In The Origins of Totalitarianism (1951), Arendt speaks of totalitarianism as a completely new modern concept that should not be confused with the concepts of dictatorship or authoritarianism. Totalitarianism, this form of government that first appears in the twentieth century, is not satisfied with control over public life. Totalitarian regimes, using ideology and terror, reject the division into political and private and strive for control of individuals from within, erasing every trace of individuality.
By putting Nazism and various communist regimes (primarily Stalinism) into the same conceptual set of totalitarian ideologies, Hannah Arendt secured another piece of the controversy that accompanied her life and work. For the intellectual elites in the West (not to mention those behind the Iron Curtain), still somewhat sympathetic to the great experiment of the Soviet Union (although with the development of Stalinism this trend declined significantly), this type of categorization was (and for many remained) a tough pill to swallow.
Hannah Arendt died in 1975 in New York as an American citizen. Since her death, her popularity has grown steadily. More is being written about Hannah Arendt today than ever before. Yet she remains, it seems, dramatically underrated in relation to the quality and scope of her work. On the other hand, certain other thinkers of the second half of the twentieth century, such as Michel Foucault, are practically cemented in the pantheon of academic thought. Why?
Hannah Arendt is still a dangerous thinker. Dangerous precisely in the context in which she used that expression, best illustrated by her quote: "There are no dangerous thoughts; thinking itself is dangerous." In her work and private life, she has consistently remained a free thinker who defies both old and new categories. She is not a classical liberal, she is not a Marxist, she is not a conservative. Her thought contains elements closer to the left, such as seeing revolution as a legitimate form of political action, and conservative elements such as a strong belief in the importance of institutions.

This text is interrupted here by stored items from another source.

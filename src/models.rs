use chrono::{DateTime, Utc};
use rust_decimal::Decimal;
use serde::{Deserialize, Serialize};
use utoipa::ToSchema;
use uuid::Uuid;

/// Elevated roles a user can hold. An absent role means an ordinary user.
#[derive(Debug, Clone, Copy, PartialEq, Eq, Serialize, Deserialize, ToSchema)]
#[serde(rename_all = "lowercase")]
pub enum Role {
    Admin,
}

impl Role {
    pub fn as_str(&self) -> &'static str {
        match self {
            Role::Admin => "admin",
        }
    }

    /// Parses a stored role value. Anything other than `admin` is treated as no role.
    pub fn parse(value: &str) -> Option<Self> {
        match value {
            "admin" => Some(Role::Admin),
            _ => None,
        }
    }
}

#[derive(Debug, Clone, Serialize, Deserialize, ToSchema)]
#[serde(rename_all = "camelCase")]
pub struct User {
    pub id: Uuid,
    pub email: String,
    pub name: Option<String>,
    pub photo_url: Option<String>,
    #[serde(skip_serializing_if = "Option::is_none")]
    pub role: Option<Role>,
    pub created_at: DateTime<Utc>,
}

impl User {
    pub fn is_admin(&self) -> bool {
        self.role == Some(Role::Admin)
    }
}

#[derive(Debug, Clone)]
pub struct NewUser {
    pub email: String,
    pub name: Option<String>,
    pub photo_url: Option<String>,
}

#[derive(Debug, Clone, PartialEq, Serialize, Deserialize, ToSchema)]
#[serde(rename_all = "camelCase")]
pub struct MenuItem {
    pub id: Uuid,
    pub name: String,
    pub recipe: String,
    pub image: Option<String>,
    pub category: String,
    #[schema(value_type = String)]
    pub price: Decimal,
    pub created_at: DateTime<Utc>,
}

#[derive(Debug, Clone)]
pub struct NewMenuItem {
    pub name: String,
    pub recipe: String,
    pub image: Option<String>,
    pub category: String,
    pub price: Decimal,
}

#[derive(Debug, Clone, Default)]
pub struct MenuItemPatch {
    pub name: Option<String>,
    pub recipe: Option<String>,
    pub image: Option<String>,
    pub category: Option<String>,
    pub price: Option<Decimal>,
}

impl MenuItemPatch {
    pub fn is_empty(&self) -> bool {
        self.name.is_none()
            && self.recipe.is_none()
            && self.image.is_none()
            && self.category.is_none()
            && self.price.is_none()
    }

    /// Applies the set fields; returns whether anything changed.
    pub fn apply(self, item: &mut MenuItem) -> bool {
        let before = item.clone();
        if let Some(name) = self.name {
            item.name = name;
        }
        if let Some(recipe) = self.recipe {
            item.recipe = recipe;
        }
        if let Some(image) = self.image {
            item.image = Some(image);
        }
        if let Some(category) = self.category {
            item.category = category;
        }
        if let Some(price) = self.price {
            item.price = price;
        }
        *item != before
    }
}

#[derive(Debug, Clone, Serialize, Deserialize, ToSchema)]
#[serde(rename_all = "camelCase")]
pub struct Review {
    pub id: Uuid,
    pub name: String,
    pub details: String,
    pub rating: f64,
    pub created_at: DateTime<Utc>,
}

#[derive(Debug, Clone, Serialize, Deserialize, ToSchema)]
#[serde(rename_all = "camelCase")]
pub struct CartItem {
    pub id: Uuid,
    pub email: String,
    pub menu_id: Uuid,
    pub name: String,
    pub image: Option<String>,
    #[schema(value_type = String)]
    pub price: Decimal,
    pub created_at: DateTime<Utc>,
}

#[derive(Debug, Clone)]
pub struct NewCartItem {
    pub email: String,
    pub menu_id: Uuid,
    pub name: String,
    pub image: Option<String>,
    pub price: Decimal,
}

#[derive(Debug, Clone, Serialize, Deserialize, ToSchema)]
#[serde(rename_all = "camelCase")]
pub struct Payment {
    pub id: Uuid,
    pub idempotency_key: Uuid,
    pub email: String,
    #[schema(value_type = String)]
    pub amount: Decimal,
    pub transaction_id: Option<String>,
    pub cart_ids: Vec<Uuid>,
    pub menu_item_ids: Vec<Uuid>,
    pub status: String,
    pub created_at: DateTime<Utc>,
}

#[derive(Debug, Clone)]
pub struct NewPayment {
    pub idempotency_key: Uuid,
    pub email: String,
    pub amount: Decimal,
    pub transaction_id: Option<String>,
    pub cart_ids: Vec<Uuid>,
    pub menu_item_ids: Vec<Uuid>,
    pub status: String,
}

/// Outcome of a single-document insert.
#[derive(Debug, Clone, Serialize, Deserialize, ToSchema)]
#[serde(rename_all = "camelCase")]
pub struct InsertResult {
    pub inserted_id: Option<Uuid>,
}

#[derive(Debug, Clone, Copy, Default, Serialize, Deserialize, ToSchema)]
#[serde(rename_all = "camelCase")]
pub struct UpdateResult {
    pub matched_count: u64,
    pub modified_count: u64,
}

#[derive(Debug, Clone, Copy, Default, Serialize, Deserialize, ToSchema)]
#[serde(rename_all = "camelCase")]
pub struct DeleteResult {
    pub deleted_count: u64,
}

By using isolated and extracted quotations from the context, one could attempt to use Hannah Arendt for ideological and propaganda purposes, but any more serious examination of her work leaves no room for orthodoxy. Hannah Arendt is dangerous for those who do not want to risk jeopardizing their own entrenched beliefs. Dealing with her writing almost forces one, as she called it, to think without a banister, without relying on established and untouchable concepts, phrases, and ideas. For a university professor, giving students literature by certain authors does not leave much room for their critical thinking outside the intellectual frameworks in which the professor themselves moves. On the other hand, they are free to assign the work of Hannah Arendt at their own risk only.